Reports claimed Samsung will announce its two new processors at the upcoming Consumer Electronics Show in early January. The two new processors will appear in the future flagship smartphones and tablets of the Korean tech giant to take on Apple's best devices. It is believed that Samsung will announce an Exynos 6 processor and an Exynos S CPU.
Samsung plans are still unclear but a tweet from the Exynos division said "#CES2014 is right around the corner," while asking fans, "Are you ready to #UnlockExynos?"
The Exynos 6 will feature a true octa-core, allowing all 8 cylinders to fire simultaneously unlike the current Exynos octa-core CPUs on the international variants of the Samsung Galaxy Note 3 and Galaxy S4. Only four of the eight cores are activated at a particular time on the Exynos 5 and that depends on how resource-intensive the task is.
The enhanced Exynos S will further improve performance as this chipset is 64-bit chip, similar to the Apple A7 processor on the iPad Mini with Retina Display, iPad Air and iPhone 5s.
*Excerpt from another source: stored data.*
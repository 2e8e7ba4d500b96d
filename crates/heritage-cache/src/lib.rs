//! Type-safe local key-value storage for the Heritage Home storefront.
//!
//! Plays the part of a browser's local storage: a flat namespace of string
//! keys holding serialized values, owned by a single session. Values go
//! through JSON automatically.
//!
//! Two backends are provided:
//!
//! - [`MemoryStore`]: an in-process map; clones share the same map
//! - [`FileStore`]: one file per key inside a directory
//!
//! # Example
//!
//! ```rust
//! use heritage_cache::{cache_key, Cache, MemoryStore};
//! use serde::{Deserialize, Serialize};
//!
//! #[derive(Debug, PartialEq, Serialize, Deserialize)]
//! struct Preference {
//!     language: String,
//! }
//!
//! let cache = Cache::new(MemoryStore::new());
//! let key = cache_key!("heritage", "preference");
//!
//! cache.set(&key, &Preference { language: "ar".into() })?;
//! let loaded: Option<Preference> = cache.get(&key)?;
//! assert_eq!(loaded.unwrap().language, "ar");
//!
//! cache.delete(&key)?;
//! assert!(!cache.exists(&key)?);
//! # Ok::<(), heritage_cache::CacheError>(())
//! ```

mod error;
mod file;
mod kv;
mod memory;

pub use error::CacheError;
pub use file::FileStore;
pub use kv::{Cache, KeyValueStore};
pub use memory::MemoryStore;

/// Prelude for convenient imports.
pub mod prelude {
    pub use crate::{Cache, CacheError, FileStore, KeyValueStore, MemoryStore};
}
Basically, the 64-bit architecture allows Samsung's power-deprived devices to use more RAM, which may give birth to a Galaxy Note device with a 4GB of RAM or what a Windows 8 system has at present.
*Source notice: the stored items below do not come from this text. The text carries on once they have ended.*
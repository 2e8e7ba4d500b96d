//! In-memory key-value store.

use crate::{CacheError, KeyValueStore};
use std::collections::BTreeMap;
use std::sync::{Arc, Mutex, MutexGuard};

/// In-process key-value store.
///
/// Cloning the store yields another handle to the same map, which is how a
/// "page reload" is modeled: drop the state built on one handle and restore
/// from the other.
#[derive(Debug, Clone, Default)]
pub struct MemoryStore {
    entries: Arc<Mutex<BTreeMap<String, Vec<u8>>>>,
}

impl MemoryStore {
    /// Create an empty store.
    pub fn new() -> Self {
        Self::default()
    }

    /// Number of stored keys.
    pub fn len(&self) -> usize {
        self.lock().map(|entries| entries.len()).unwrap_or(0)
    }

    /// Check if the store holds no keys.
    pub fn is_empty(&self) -> bool {
        self.len() == 0
    }

    fn lock(&self) -> Result<MutexGuard<'_, BTreeMap<String, Vec<u8>>>, CacheError> {
        self.entries
            .lock()
            .map_err(|e| CacheError::StoreError(e.to_string()))
    }
}

impl KeyValueStore for MemoryStore {
    fn get(&self, key: &str) -> Result<Option<Vec<u8>>, CacheError> {
        Ok(self.lock()?.get(key).cloned())
    }

    fn set(&self, key: &str, value: &[u8]) -> Result<(), CacheError> {
        self.lock()?.insert(key.to_string(), value.to_vec());
        Ok(())
    }

    fn delete(&self, key: &str) -> Result<(), CacheError> {
        self.lock()?.remove(key);
        Ok(())
    }

    fn exists(&self, key: &str) -> Result<bool, CacheError> {
        Ok(self.lock()?.contains_key(key))
    }

    fn keys(&self) -> Result<Vec<String>, CacheError> {
        Ok(self.lock()?.keys().cloned().collect())
    }
}

#[cfg(test)]
mod tests {
    use super::*;

    #[test]
    fn test_set_get_delete() {
        let store = MemoryStore::new();
        assert!(store.is_empty());

        store.set("a", b"1").unwrap();
        assert_eq!(store.get("a").unwrap(), Some(b"1".to_vec()));
        assert!(store.exists("a").unwrap());

        store.delete("a").unwrap();
        assert_eq!(store.get("a").unwrap(), None);
        // Deleting again is fine.
        store.delete("a").unwrap();
    }

    #[test]
    fn test_clones_share_entries() {
        let store = MemoryStore::new();
        let other = store.clone();

        store.set("heritage:cart", b"[]").unwrap();
        assert_eq!(other.get("heritage:cart").unwrap(), Some(b"[]".to_vec()));
        assert_eq!(other.len(), 1);
    }

    #[test]
    fn test_keys_sorted() {
        let store = MemoryStore::new();
        store.set("b", b"").unwrap();
        store.set("a", b"").unwrap();
        assert_eq!(store.keys().unwrap(), vec!["a".to_string(), "b".to_string()]);
    }
}
//! Product catalog module.
//!
//! Contains types for products, browse categories, and the read-only
//! catalog store.

mod category;
mod data;
mod product;
mod store;

pub use category::Category;
pub use product::{
    Badge, Product, ProductVariants, StockStatus, CARD_LOW_STOCK_THRESHOLD,
    DETAIL_LOW_STOCK_THRESHOLD, MAX_BADGES,
};
pub use store::{Catalog, FEATURED_LIMIT, FEATURED_MIN_BEST_SELLERS};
This new technology will potentially bring desktop quality to mobile computing devices. It is quite interesting to see how the Korean tech giant will take advantage of this to create extra performance for its devices. With its Galaxy Note 3 and Galaxy S4, Samsung already implemented a plethora of ways for its users to simultaneously multitask and it is expected that the company will push its boundaries even further.
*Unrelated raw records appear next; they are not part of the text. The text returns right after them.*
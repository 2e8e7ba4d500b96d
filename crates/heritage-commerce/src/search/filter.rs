//! Product predicates used by the query engine.

use crate::catalog::Product;
use crate::search::{CatalogQuery, CategoryMatch};
use std::collections::BTreeSet;

/// Whether the product passes the category filter.
///
/// An empty selection passes everything.
pub fn matches_category(
    product: &Product,
    selected: &BTreeSet<String>,
    mode: CategoryMatch,
) -> bool {
    if selected.is_empty() {
        return true;
    }

    match mode {
        CategoryMatch::Substring => {
            let label = product.category.to_lowercase();
            let label_ar = product.category_ar.to_lowercase();
            selected.iter().any(|category| {
                let needle = category.to_lowercase();
                label.contains(&needle) || label_ar.contains(&needle)
            })
        }
        CategoryMatch::Exact => selected.contains(product.category_id.as_str()),
    }
}

/// Whether the product passes every filter in the query.
pub fn matches_query(product: &Product, query: &CatalogQuery) -> bool {
    matches_category(product, &query.selected_categories, query.category_match)
        && query.price_range.contains(&product.price)
}
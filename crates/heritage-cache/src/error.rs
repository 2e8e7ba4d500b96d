//! Cache error types.

use thiserror::Error;

/// Errors that can occur when using the cache.
#[derive(Error, Debug)]
pub enum CacheError {
    /// Failed to open the store.
    #[error("Failed to open store: {0}")]
    OpenError(String),

    /// Failed to serialize or deserialize a value.
    #[error("Serialization error: {0}")]
    SerializeError(#[from] serde_json::Error),

    /// Failed to perform store operation.
    #[error("Store operation failed: {0}")]
    StoreError(String),

    /// Key cannot be stored by this backend.
    #[error("Invalid key: {0:?}")]
    InvalidKey(String),
}

impl From<std::io::Error> for CacheError {
    fn from(e: std::io::Error) -> Self {
        CacheError::StoreError(e.to_string())
    }
}
//! Language preference command.

use anyhow::{Context as _, Result};
use heritage_i18n::SUPPORTED_LANGUAGES;

use super::LangArgs;
use crate::context::Context;

/// Run the lang command.
pub fn run(args: LangArgs, ctx: &Context) -> Result<()> {
    let mut storefront = ctx.open_storefront()?;

    if let Some(code) = args.language {
        let language = storefront
            .switch_language(&code)
            .with_context(|| format!("Cannot switch language to '{}'", code))?;
        ctx.output
            .success(&format!("Language set to {}", language.native_name()));
    }

    let language = storefront.language();
    if ctx.output.is_json() {
        ctx.output.json(&serde_json::json!({
            "language": language,
            "direction": storefront.direction().as_str(),
        }));
        return Ok(());
    }

    ctx.output.kv("language", &format!("{} ({})", language.native_name(), language.code()));
    ctx.output.kv("direction", storefront.direction().as_str());

    ctx.output.info("Available:");
    for available in SUPPORTED_LANGUAGES {
        let marker = if *available == language { " *" } else { "" };
        ctx.output
            .list_item(&format!("{} {}{}", available.code(), available.native_name(), marker));
    }
    Ok(())
}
The performance of the 64-bit octa-core Exynos S will enable Samsung to achieve 1.43 times performance gains over the current Qualcomm Snapdragon 800, according to Sam Mobile. Basically, the Samsung Galaxy S5 and Galaxy Note 4 could be 1.5 times faster than the Galaxy Note 3 with quad-core 32-bit Snapdragon 800 chip and 3GB of RAM. Given this performance gains, Android tablets will potentially start a Windows computing experience for heavy multitasking.